(Data items)
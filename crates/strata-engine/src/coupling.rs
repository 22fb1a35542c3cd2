//! Co-change coupling detection.
//!
//! Identifies pairs of files that frequently change together in commits,
//! which may indicate hidden dependencies or architectural coupling.

use std::collections::HashMap;

use serde::Serialize;
use strata_core::AnalysisConfig;
use tracing::debug;

use crate::index::{ChangeIndex, FileId};

/// A pair of files that changed together.
///
/// # Examples
///
/// ```
/// use strata_engine::coupling::CoChangePair;
///
/// let pair = CoChangePair {
///     file_a: "src/auth.rs".into(),
///     file_b: "src/session.rs".into(),
///     co_change_count: 15,
///     commits_a: 20,
///     commits_b: 18,
///     coupling_ratio: 15.0 / 18.0,
/// };
/// assert!(pair.file_a < pair.file_b);
/// assert!(pair.coupling_ratio <= 1.0);
/// ```
#[derive(Debug, Clone, PartialEq, Serialize)]
pub struct CoChangePair {
    /// Lexicographically smaller path.
    pub file_a: String,
    /// Lexicographically larger path.
    pub file_b: String,
    /// Commits touching both files.
    pub co_change_count: u32,
    /// Commits touching `file_a`.
    pub commits_a: u32,
    /// Commits touching `file_b`.
    pub commits_b: u32,
    /// `co_change_count / min(commits_a, commits_b)`.
    pub coupling_ratio: f64,
}

/// Tuning for [`detect_coupling`].
///
/// # Examples
///
/// ```
/// use strata_engine::coupling::CouplingOptions;
///
/// let opts = CouplingOptions::default();
/// assert_eq!(opts.max_files_per_commit, 50);
/// assert_eq!(opts.min_co_changes, 2);
/// assert!(opts.limit.is_none());
/// ```
#[derive(Debug, Clone)]
pub struct CouplingOptions {
    /// Commits with more files than this add no pairs (default: 50).
    pub max_files_per_commit: usize,
    /// Pairs seen fewer times are dropped (default: 2, floor 1).
    pub min_co_changes: u32,
    /// Keep only the first `limit` pairs after sorting.
    pub limit: Option<usize>,
}

impl Default for CouplingOptions {
    fn default() -> Self {
        Self {
            max_files_per_commit: 50,
            min_co_changes: 2,
            limit: None,
        }
    }
}

impl CouplingOptions {
    /// Thresholds from the analysis configuration, with a result limit.
    pub fn from_config(config: &AnalysisConfig, limit: Option<usize>) -> Self {
        Self {
            max_files_per_commit: config.max_files_per_commit,
            min_co_changes: config.min_co_changes,
            limit,
        }
    }
}

/// Detect co-change coupling between indexed files.
///
/// Sorted by `coupling_ratio` descending, `co_change_count` descending,
/// then `file_a` and `file_b` ascending.
///
/// # Examples
///
/// ```
/// use strata_engine::coupling::{detect_coupling, CouplingOptions};
/// use strata_engine::exclude::ExcludeSet;
/// use strata_engine::index::ChangeIndex;
/// use strata_engine::mining::{ChangeStatus, CommitInfo, FileChange};
///
/// let touch = |hash: &str| CommitInfo {
///     hash: hash.into(),
///     author: "alice".into(),
///     email: "alice@example.com".into(),
///     timestamp: 1000,
///     position: 0,
///     parent_count: 1,
///     message: "change".into(),
///     files_changed: ["a.rs", "b.rs"]
///         .iter()
///         .map(|p| FileChange {
///             path: p.to_string(),
///             lines_added: 1,
///             lines_deleted: 0,
///             status: ChangeStatus::Modified,
///         })
///         .collect(),
/// };
/// let index = ChangeIndex::build(vec![touch("c1"), touch("c2")], &ExcludeSet::default());
/// let pairs = detect_coupling(&index, &CouplingOptions::default());
/// assert_eq!(pairs.len(), 1);
/// assert_eq!(pairs[0].co_change_count, 2);
/// ```
pub fn detect_coupling(index: &ChangeIndex, options: &CouplingOptions) -> Vec<CoChangePair> {
    let min_co_changes = options.min_co_changes.max(1);
    let mut co_changes: HashMap<(FileId, FileId), u32> = HashMap::new();
    let mut skipped = 0usize;

    for commit in index.commits() {
        let files = &commit.files;
        if files.len() > options.max_files_per_commit {
            skipped += 1;
            continue;
        }
        // file ids are ascending, so (i, j) with i < j is already ordered
        for (i, a) in files.iter().enumerate() {
            for b in &files[i + 1..] {
                *co_changes.entry((*a, *b)).or_default() += 1;
            }
        }
    }

    if skipped > 0 {
        debug!(
            skipped,
            max_files = options.max_files_per_commit,
            "large commits left out of pair counting"
        );
    }

    let mut pairs: Vec<CoChangePair> = co_changes
        .into_iter()
        .filter(|(_, count)| *count >= min_co_changes)
        .map(|((a, b), count)| {
            let file_a = index.file(a);
            let file_b = index.file(b);
            let denominator = file_a.commits.min(file_b.commits).max(1);
            CoChangePair {
                file_a: file_a.path.clone(),
                file_b: file_b.path.clone(),
                co_change_count: count,
                commits_a: file_a.commits,
                commits_b: file_b.commits,
                coupling_ratio: count as f64 / denominator as f64,
            }
        })
        .collect();

    pairs.sort_by(|a, b| {
        b.coupling_ratio
            .total_cmp(&a.coupling_ratio)
            .then_with(|| b.co_change_count.cmp(&a.co_change_count))
            .then_with(|| a.file_a.cmp(&b.file_a))
            .then_with(|| a.file_b.cmp(&b.file_b))
    });

    if let Some(limit) = options.limit {
        pairs.truncate(limit);
    }
    pairs
}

▶ TASK DESCRIPTION
Transcribe each line of the data exactly, skipping none.

▶ ANSWER TO THIS TASK
filename crates/strata-engine/src/coupling.rs
repository 22fb1a35542c3cd2
//! Co-change coupling detection.
//!
//! Identifies pairs of files that frequently change together in commits,
//! which may indicate hidden dependencies or architectural coupling.

use std::collections::HashMap;

use serde::Serialize;
use strata_core::AnalysisConfig;
use tracing::debug;

use crate::index::{ChangeIndex, FileId};

/// A pair of files that changed together.
///
/// # Examples
///
/// ```
/// use strata_engine::coupling::CoChangePair;
///
/// let pair = CoChangePair {
///     file_a: "src/auth.rs".into(),
///     file_b: "src/session.rs".into(),
///     co_change_count: 15,
///     commits_a: 20,
///     commits_b: 18,
///     coupling_ratio: 15.0 / 18.0,
/// };
/// assert!(pair.file_a < pair.file_b);
/// assert!(pair.coupling_ratio <= 1.0);
/// ```
#[derive(Debug, Clone, PartialEq, Serialize)]
pub struct CoChangePair {
    /// Lexicographically smaller path.
    pub file_a: String,
    /// Lexicographically larger path.
    pub file_b: String,
    /// Commits touching both files.
    pub co_change_count: u32,
    /// Commits touching `file_a`.
    pub commits_a: u32,
    /// Commits touching `file_b`.
    pub commits_b: u32,
    /// `co_change_count / min(commits_a, commits_b)`.
    pub coupling_ratio: f64,
}

/// Tuning for [`detect_coupling`].
///
/// # Examples
///
/// ```
/// use strata_engine::coupling::CouplingOptions;
///
/// let opts = CouplingOptions::default();
/// assert_eq!(opts.max_files_per_commit, 50);
/// assert_eq!(opts.min_co_changes, 2);
/// assert!(opts.limit.is_none());
/// ```
#[derive(Debug, Clone)]
pub struct CouplingOptions {
    /// Commits with more files than this add no pairs (default: 50).
    pub max_files_per_commit: usize,
    /// Pairs seen fewer times are dropped (default: 2, floor 1).
    pub min_co_changes: u32,
    /// Keep only the first `limit` pairs after sorting.
    pub limit: Option<usize>,
}

impl Default for CouplingOptions {
    fn default() -> Self {
        Self {
            max_files_per_commit: 50,
            min_co_changes: 2,
            limit: None,
        }
    }
}

impl CouplingOptions {
    /// Thresholds from the analysis configuration, with a result limit.
    pub fn from_config(config: &AnalysisConfig, limit: Option<usize>) -> Self {
        Self {
            max_files_per_commit: config.max_files_per_commit,
            min_co_changes: config.min_co_changes,
            limit,
        }
    }
}

/// Detect co-change coupling between indexed files.
///
/// Sorted by `coupling_ratio` descending, `co_change_count` descending,
/// then `file_a` and `file_b` ascending.
///
/// # Examples
///
/// ```
/// use strata_engine::coupling::{detect_coupling, CouplingOptions};
/// use strata_engine::exclude::ExcludeSet;
/// use strata_engine::index::ChangeIndex;
/// use strata_engine::mining::{ChangeStatus, CommitInfo, FileChange};
///
/// let touch = |hash: &str| CommitInfo {
///     hash: hash.into(),
///     author: "alice".into(),
///     email: "alice@example.com".into(),
///     timestamp: 1000,
///     position: 0,
///     parent_count: 1,
///     message: "change".into(),
///     files_changed: ["a.rs", "b.rs"]
///         .iter()
///         .map(|p| FileChange {
///             path: p.to_string(),
///             lines_added: 1,
///             lines_deleted: 0,
///             status: ChangeStatus::Modified,
///         })
///         .collect(),
/// };
/// let index = ChangeIndex::build(vec![touch("c1"), touch("c2")], &ExcludeSet::default());
/// let pairs = detect_coupling(&index, &CouplingOptions::default());
/// assert_eq!(pairs.len(), 1);
/// assert_eq!(pairs[0].co_change_count, 2);
/// ```
pub fn detect_coupling(index: &ChangeIndex, options: &CouplingOptions) -> Vec<CoChangePair> {
    let min_co_changes = options.min_co_changes.max(1);
    let mut co_changes: HashMap<(FileId, FileId), u32> = HashMap::new();
    let mut skipped = 0usize;

    for commit in index.commits() {
        let files = &commit.files;
        if files.len() > options.max_files_per_commit {
            skipped += 1;
            continue;
        }
        // file ids are ascending, so (i, j) with i < j is already ordered
        for (i, a) in files.iter().enumerate() {
            for b in &files[i + 1..] {
                *co_changes.entry((*a, *b)).or_default() += 1;
            }
        }
    }

    if skipped > 0 {
        debug!(
            skipped,
            max_files = options.max_files_per_commit,
            "large commits left out of pair counting"
        );
    }

    let mut pairs: Vec<CoChangePair> = co_changes
        .into_iter()
        .filter(|(_, count)| *count >= min_co_changes)
        .map(|((a, b), count)| {
            let file_a = index.file(a);
            let file_b = index.file(b);
            let denominator = file_a.commits.min(file_b.commits).max(1);
            CoChangePair {
                file_a: file_a.path.clone(),
                file_b: file_b.path.clone(),
                co_change_count: count,
                commits_a: file_a.commits,
                commits_b: file_b.commits,
                coupling_ratio: count as f64 / denominator as f64,
            }
        })
        .collect();

    pairs.sort_by(|a, b| {
        b.coupling_ratio
            .total_cmp(&a.coupling_ratio)
            .then_with(|| b.co_change_count.cmp(&a.co_change_count))
            .then_with(|| a.file_a.cmp(&b.file_a))
            .then_with(|| a.file_b.cmp(&b.file_b))
    });

    if let Some(limit) = options.limit {
        pairs.truncate(limit);
    }
    pairs
}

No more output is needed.